Soube há pouco tempo que o TSE está discutindo a hipótese de alterar as regras sobre o quociente eleitoral. A discussão se trava no pedido de Mandado de Segurança 3.555 do candidato a deputado federal nas eleições de 2006 João Caldas (PR). O quociente eleitoral necessário para ocupar vaga de deputado em 2006, em Alagoas, foi de 154,3 mil votos. A sua Coligação Alagoas Força do Povo obteve apenas 152 mil votos, o correspondente a 10,9% dos votos válidos do estado, mas abaixo do quociente eleitoral. Por isso, a coligação não participou da distribuição da sobras. Caldas foi candidato mais votado da coligação, com 34,3 mil, mas não teve direito a mandato. Foram eleitos deputados com menos votos, mas cujo partido atingiu o quociente eleitoral.
Faz sentido o ex-parlamentar entrar na justiça para obter seu mandato? Na minha opinião – e não sou jurista – não, não faz sentido. Pois Caldas concorreu com outros candidatos sabendo de antemão da existência do quociente eleitoral em eleições proporcionais, além do que já havia sido eleito em outras eleições com o mesmo formato.
Nunca morri de amores pelo voto proporcional em lista aberta como o é no Brasil. No meu entender ele transforma cada unidade federativa – estado, Distrito Federal e municípios, – em enormes e desiguais distritos eleitorais fazendo com que os maiores adversários não estejam fora do partido, ao contrario dentro da própria agremiação, personaliza o voto e desvirtua o programa partidário – se é que existe. Consegue ser ainda mais nefasto se conjugado a coligações que na suma não respeitam a vontade do eleitor, pois esse vota em vários candidatos e partidos de uma só tacada.
Um debate aberto e que se encontra no horizonte das possibilidades reais mas ainda carece de maior amadurecimento por parte da sociedade, é uma reforma política – ainda que simplória pois manteria inalterado o quadro da divisão federativa – com introdução do voto em lista, financiamento público, regras claras para determinação da lista partidária eleitoral e adoção do voto único em cada esfera federativa, onde o eleitor não poderia optar por mais de um partido ou coligação no âmbito municipal, estadual ou federal.
No entanto enquanto tal debate apenas amadurece, acredito que o voto proporcional em lista fechada seria o mais adequado na atual conjuntura que obviamente não é ad eternum.
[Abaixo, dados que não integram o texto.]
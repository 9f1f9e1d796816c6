//! 编排层（Orchestration Layer）
//!
//! ## 职责
//!
//! 本层负责批量调度和续跑，是整个系统的"指挥中心"。
//!
//! ## 模块划分
//!
//! ### `batch_runner` - 批量运行器
//! - 扫描日志，过滤已完成条目
//! - 控制并发数量（Semaphore）
//! - 等待所有条目结束，输出全局统计
//!
//! ### `executor` - 单条目执行器
//! - 幂等缓存 / 本地缓存检查
//! - 输入校验、超时、重试、panic 捕获
//! - 追加一条日志记录
//!
//! ### `completion` / `context` / `stats`
//! - 完成集合与判定策略
//! - 运行上下文（日志、幂等缓存、统计，各自加锁）
//! - 运行统计与进度行
//!
//! ## 层次关系
//!
//! ```text
//! batch_runner (处理 Vec<WorkItem>)
//!     ↓
//! executor (处理单个 WorkItem)
//!     ↓
//! workflow::Task (search / snapshot / scan)
//!     ↓
//! services (能力层：ScrapingBee / 浏览器快照 / LLM)
//!     ↓
//! infrastructure (基础设施：CsvLog / ContentStore)
//! ```

pub mod batch_runner;
pub mod completion;
pub mod context;
pub mod executor;
pub mod stats;

// 重新导出主要类型
pub use batch_runner::{BatchRunner, RunnerOptions};
pub use completion::{CompletionPolicy, CompletionSet};
pub use context::{IdempotencyCache, RunContext};
pub use executor::{execute_item, process_item};
pub use stats::RunStatistics;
A dinâmica atual da correlação de forças entre movimentos progressistas, democráticos e populares versus movimentos conservadores, a constituição da sociedade civil organizada, a divisão clássica dos três poderes, o bicameralismo e a volúpia do mercado e do poder econômico sobre o Estado, somados a cultura brasileira de pouca democracia participativa, nos leva a uma conjuntura onde as oligarquias políticas se mantêm por gerações no poder.
Todavia pior do que insistir no voto proporcional como está é modificar o quociente eleitoral – único instrumento existente hoje capaz de balizar a disputa política sem transformá-la em jogo puramente individual e personalista, dando algum sentido a instituição partido político – de forma que o deturpe.
A deturpação desse instrumento na prática tornará toda eleição em majoritária.
Particularmente nós agrupados ideologicamente na esquerda, devemos nos opor a tanto, pois o poder legislativo, um dos poucos canais que consegue exprimir algum tipo de representação popular – ainda que muito pequeno – e trazer a tona debates que fujam da mesmice e da ditadura do pensamento único, estará fadado a sucumbir de vez ao poder econômico. Se hoje alguns poucos representantes de movimentos sociais populares e sindicais conseguem se eleger na “rabeira” de uns puxadores de votos – na maior parte das vezes financiados pelo grande capital –, isso será abolido, pois apenas aqueles políticos adestrados pelo sistema receberão “doações” volumosas o suficiente para garantir a eleição, uma vez que dependerão exclusivamente de seus próprios votos.
Ademais sem o quociente eleitoral as eleições para deputados e vereadores ganhariam tom de disputa pessoal e seria incoerente com a decisão do STF do ano passado que definiu o mandato como do partido e não do ocupante da cadeira. Essa decisão é coerente com todas as bases do pensamento liberal que pressupõem os partidos como pilar para existência da democracia representativa. Nesse caso pior que a democracia representativa é a personalização das instituições burguesas. Uma mudança profunda nas regras do quociente eleitoral tornaria os partidos mera formalidade, mais uma vez se perderia um debate, dessa vez o interno de cada agremiação, restando apenas os caciques de cada como detentores exclusivos do poder.